WORK TASK
Exact repetition of the data below is required.

EXERCISE INPUTS
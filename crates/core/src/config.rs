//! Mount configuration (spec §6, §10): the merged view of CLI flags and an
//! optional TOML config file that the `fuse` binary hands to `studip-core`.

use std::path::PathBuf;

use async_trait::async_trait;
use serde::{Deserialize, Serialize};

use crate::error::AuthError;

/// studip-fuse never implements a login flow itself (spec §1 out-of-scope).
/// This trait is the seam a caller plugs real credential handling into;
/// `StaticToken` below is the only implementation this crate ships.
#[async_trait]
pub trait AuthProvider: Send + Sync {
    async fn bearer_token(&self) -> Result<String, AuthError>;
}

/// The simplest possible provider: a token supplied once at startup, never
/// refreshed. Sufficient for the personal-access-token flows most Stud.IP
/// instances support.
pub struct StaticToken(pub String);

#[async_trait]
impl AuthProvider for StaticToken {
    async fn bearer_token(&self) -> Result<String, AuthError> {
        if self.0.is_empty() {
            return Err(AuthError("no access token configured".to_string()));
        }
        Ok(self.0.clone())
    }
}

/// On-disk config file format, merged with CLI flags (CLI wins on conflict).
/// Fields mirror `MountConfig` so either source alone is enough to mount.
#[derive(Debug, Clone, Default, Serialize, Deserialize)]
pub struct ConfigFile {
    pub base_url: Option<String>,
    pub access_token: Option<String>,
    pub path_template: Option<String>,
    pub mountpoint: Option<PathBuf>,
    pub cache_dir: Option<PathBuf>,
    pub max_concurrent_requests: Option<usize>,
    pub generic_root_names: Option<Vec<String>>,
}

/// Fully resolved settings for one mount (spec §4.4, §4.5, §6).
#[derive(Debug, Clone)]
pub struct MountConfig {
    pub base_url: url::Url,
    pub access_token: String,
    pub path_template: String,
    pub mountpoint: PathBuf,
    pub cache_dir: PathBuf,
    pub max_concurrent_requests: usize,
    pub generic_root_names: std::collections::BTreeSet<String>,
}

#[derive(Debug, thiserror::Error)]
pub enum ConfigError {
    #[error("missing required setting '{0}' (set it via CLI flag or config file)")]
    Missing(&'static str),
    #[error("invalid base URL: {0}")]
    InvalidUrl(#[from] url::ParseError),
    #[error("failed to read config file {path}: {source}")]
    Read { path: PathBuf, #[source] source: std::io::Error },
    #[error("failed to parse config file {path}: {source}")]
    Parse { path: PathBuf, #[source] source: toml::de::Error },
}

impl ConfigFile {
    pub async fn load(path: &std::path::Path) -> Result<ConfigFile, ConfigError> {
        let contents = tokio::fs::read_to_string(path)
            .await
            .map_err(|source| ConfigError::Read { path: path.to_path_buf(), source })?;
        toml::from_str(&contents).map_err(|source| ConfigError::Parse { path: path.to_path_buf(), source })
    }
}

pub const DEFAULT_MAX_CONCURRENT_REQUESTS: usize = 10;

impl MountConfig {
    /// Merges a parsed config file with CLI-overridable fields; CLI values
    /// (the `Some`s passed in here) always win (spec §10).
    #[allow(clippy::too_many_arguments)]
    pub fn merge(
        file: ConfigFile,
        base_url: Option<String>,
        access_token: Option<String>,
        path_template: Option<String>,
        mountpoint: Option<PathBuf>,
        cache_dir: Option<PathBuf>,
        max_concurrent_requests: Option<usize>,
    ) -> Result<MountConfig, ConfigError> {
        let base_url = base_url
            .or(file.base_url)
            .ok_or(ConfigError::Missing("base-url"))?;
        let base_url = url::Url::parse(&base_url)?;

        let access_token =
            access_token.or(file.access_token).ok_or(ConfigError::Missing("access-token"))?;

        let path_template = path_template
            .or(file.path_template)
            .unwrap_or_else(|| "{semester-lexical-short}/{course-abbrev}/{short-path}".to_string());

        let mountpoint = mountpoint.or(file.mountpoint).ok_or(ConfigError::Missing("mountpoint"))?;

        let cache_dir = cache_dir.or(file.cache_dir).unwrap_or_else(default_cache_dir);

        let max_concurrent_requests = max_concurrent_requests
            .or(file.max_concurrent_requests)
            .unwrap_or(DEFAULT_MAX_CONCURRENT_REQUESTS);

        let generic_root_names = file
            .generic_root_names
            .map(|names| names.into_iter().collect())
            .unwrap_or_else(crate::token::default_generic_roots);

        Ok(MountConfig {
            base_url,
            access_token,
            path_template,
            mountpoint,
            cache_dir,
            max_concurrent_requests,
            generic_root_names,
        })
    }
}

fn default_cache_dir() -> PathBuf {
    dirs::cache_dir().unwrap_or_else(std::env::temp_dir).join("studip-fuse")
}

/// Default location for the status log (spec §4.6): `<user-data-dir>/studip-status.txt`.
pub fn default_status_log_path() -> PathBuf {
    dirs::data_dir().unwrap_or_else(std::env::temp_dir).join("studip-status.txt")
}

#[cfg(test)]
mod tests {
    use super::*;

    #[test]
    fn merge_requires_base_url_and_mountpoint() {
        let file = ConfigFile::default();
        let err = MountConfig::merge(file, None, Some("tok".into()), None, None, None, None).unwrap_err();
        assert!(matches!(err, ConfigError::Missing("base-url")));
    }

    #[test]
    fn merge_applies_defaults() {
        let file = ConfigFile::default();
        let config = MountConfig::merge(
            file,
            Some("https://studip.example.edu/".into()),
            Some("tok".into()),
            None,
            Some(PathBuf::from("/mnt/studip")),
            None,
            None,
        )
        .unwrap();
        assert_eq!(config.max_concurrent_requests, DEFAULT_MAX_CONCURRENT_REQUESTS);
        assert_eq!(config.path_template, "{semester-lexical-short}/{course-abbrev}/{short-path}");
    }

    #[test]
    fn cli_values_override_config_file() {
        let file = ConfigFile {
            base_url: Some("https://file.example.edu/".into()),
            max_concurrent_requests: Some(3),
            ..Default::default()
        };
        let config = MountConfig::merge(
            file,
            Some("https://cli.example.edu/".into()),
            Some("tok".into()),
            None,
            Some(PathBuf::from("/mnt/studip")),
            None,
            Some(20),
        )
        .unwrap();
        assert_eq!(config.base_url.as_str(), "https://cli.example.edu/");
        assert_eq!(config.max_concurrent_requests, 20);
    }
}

SOLVED EXERCISE
filename crates/core/src/config.rs
//! Mount configuration (spec §6, §10): the merged view of CLI flags and an
//! optional TOML config file that the `fuse` binary hands to `studip-core`.

use std::path::PathBuf;

use async_trait::async_trait;
use serde::{Deserialize, Serialize};

use crate::error::AuthError;

/// studip-fuse never implements a login flow itself (spec §1 out-of-scope).
/// This trait is the seam a caller plugs real credential handling into;
/// `StaticToken` below is the only implementation this crate ships.
#[async_trait]
pub trait AuthProvider: Send + Sync {
    async fn bearer_token(&self) -> Result<String, AuthError>;
}

/// The simplest possible provider: a token supplied once at startup, never
/// refreshed. Sufficient for the personal-access-token flows most Stud.IP
/// instances support.
pub struct StaticToken(pub String);

#[async_trait]
impl AuthProvider for StaticToken {
    async fn bearer_token(&self) -> Result<String, AuthError> {
        if self.0.is_empty() {
            return Err(AuthError("no access token configured".to_string()));
        }
        Ok(self.0.clone())
    }
}

/// On-disk config file format, merged with CLI flags (CLI wins on conflict).
/// Fields mirror `MountConfig` so either source alone is enough to mount.
#[derive(Debug, Clone, Default, Serialize, Deserialize)]
pub struct ConfigFile {
    pub base_url: Option<String>,
    pub access_token: Option<String>,
    pub path_template: Option<String>,
    pub mountpoint: Option<PathBuf>,
    pub cache_dir: Option<PathBuf>,
    pub max_concurrent_requests: Option<usize>,
    pub generic_root_names: Option<Vec<String>>,
}

/// Fully resolved settings for one mount (spec §4.4, §4.5, §6).
#[derive(Debug, Clone)]
pub struct MountConfig {
    pub base_url: url::Url,
    pub access_token: String,
    pub path_template: String,
    pub mountpoint: PathBuf,
    pub cache_dir: PathBuf,
    pub max_concurrent_requests: usize,
    pub generic_root_names: std::collections::BTreeSet<String>,
}

#[derive(Debug, thiserror::Error)]
pub enum ConfigError {
    #[error("missing required setting '{0}' (set it via CLI flag or config file)")]
    Missing(&'static str),
    #[error("invalid base URL: {0}")]
    InvalidUrl(#[from] url::ParseError),
    #[error("failed to read config file {path}: {source}")]
    Read { path: PathBuf, #[source] source: std::io::Error },
    #[error("failed to parse config file {path}: {source}")]
    Parse { path: PathBuf, #[source] source: toml::de::Error },
}

impl ConfigFile {
    pub async fn load(path: &std::path::Path) -> Result<ConfigFile, ConfigError> {
        let contents = tokio::fs::read_to_string(path)
            .await
            .map_err(|source| ConfigError::Read { path: path.to_path_buf(), source })?;
        toml::from_str(&contents).map_err(|source| ConfigError::Parse { path: path.to_path_buf(), source })
    }
}

pub const DEFAULT_MAX_CONCURRENT_REQUESTS: usize = 10;

impl MountConfig {
    /// Merges a parsed config file with CLI-overridable fields; CLI values
    /// (the `Some`s passed in here) always win (spec §10).
    #[allow(clippy::too_many_arguments)]
    pub fn merge(
        file: ConfigFile,
        base_url: Option<String>,
        access_token: Option<String>,
        path_template: Option<String>,
        mountpoint: Option<PathBuf>,
        cache_dir: Option<PathBuf>,
        max_concurrent_requests: Option<usize>,
    ) -> Result<MountConfig, ConfigError> {
        let base_url = base_url
            .or(file.base_url)
            .ok_or(ConfigError::Missing("base-url"))?;
        let base_url = url::Url::parse(&base_url)?;

        let access_token =
            access_token.or(file.access_token).ok_or(ConfigError::Missing("access-token"))?;

        let path_template = path_template
            .or(file.path_template)
            .unwrap_or_else(|| "{semester-lexical-short}/{course-abbrev}/{short-path}".to_string());

        let mountpoint = mountpoint.or(file.mountpoint).ok_or(ConfigError::Missing("mountpoint"))?;

        let cache_dir = cache_dir.or(file.cache_dir).unwrap_or_else(default_cache_dir);

        let max_concurrent_requests = max_concurrent_requests
            .or(file.max_concurrent_requests)
            .unwrap_or(DEFAULT_MAX_CONCURRENT_REQUESTS);

        let generic_root_names = file
            .generic_root_names
            .map(|names| names.into_iter().collect())
            .unwrap_or_else(crate::token::default_generic_roots);

        Ok(MountConfig {
            base_url,
            access_token,
            path_template,
            mountpoint,
            cache_dir,
            max_concurrent_requests,
            generic_root_names,
        })
    }
}

fn default_cache_dir() -> PathBuf {
    dirs::cache_dir().unwrap_or_else(std::env::temp_dir).join("studip-fuse")
}

/// Default location for the status log (spec §4.6): `<user-data-dir>/studip-status.txt`.
pub fn default_status_log_path() -> PathBuf {
    dirs::data_dir().unwrap_or_else(std::env::temp_dir).join("studip-status.txt")
}

#[cfg(test)]
mod tests {
    use super::*;

    #[test]
    fn merge_requires_base_url_and_mountpoint() {
        let file = ConfigFile::default();
        let err = MountConfig::merge(file, None, Some("tok".into()), None, None, None, None).unwrap_err();
        assert!(matches!(err, ConfigError::Missing("base-url")));
    }

    #[test]
    fn merge_applies_defaults() {
        let file = ConfigFile::default();
        let config = MountConfig::merge(
            file,
            Some("https://studip.example.edu/".into()),
            Some("tok".into()),
            None,
            Some(PathBuf::from("/mnt/studip")),
            None,
            None,
        )
        .unwrap();
        assert_eq!(config.max_concurrent_requests, DEFAULT_MAX_CONCURRENT_REQUESTS);
        assert_eq!(config.path_template, "{semester-lexical-short}/{course-abbrev}/{short-path}");
    }

    #[test]
    fn cli_values_override_config_file() {
        let file = ConfigFile {
            base_url: Some("https://file.example.edu/".into()),
            max_concurrent_requests: Some(3),
            ..Default::default()
        };
        let config = MountConfig::merge(
            file,
            Some("https://cli.example.edu/".into()),
            Some("tok".into()),
            None,
            Some(PathBuf::from("/mnt/studip")),
            None,
            Some(20),
        )
        .unwrap();
        assert_eq!(config.base_url.as_str(), "https://cli.example.edu/");
        assert_eq!(config.max_concurrent_requests, 20);
    }
}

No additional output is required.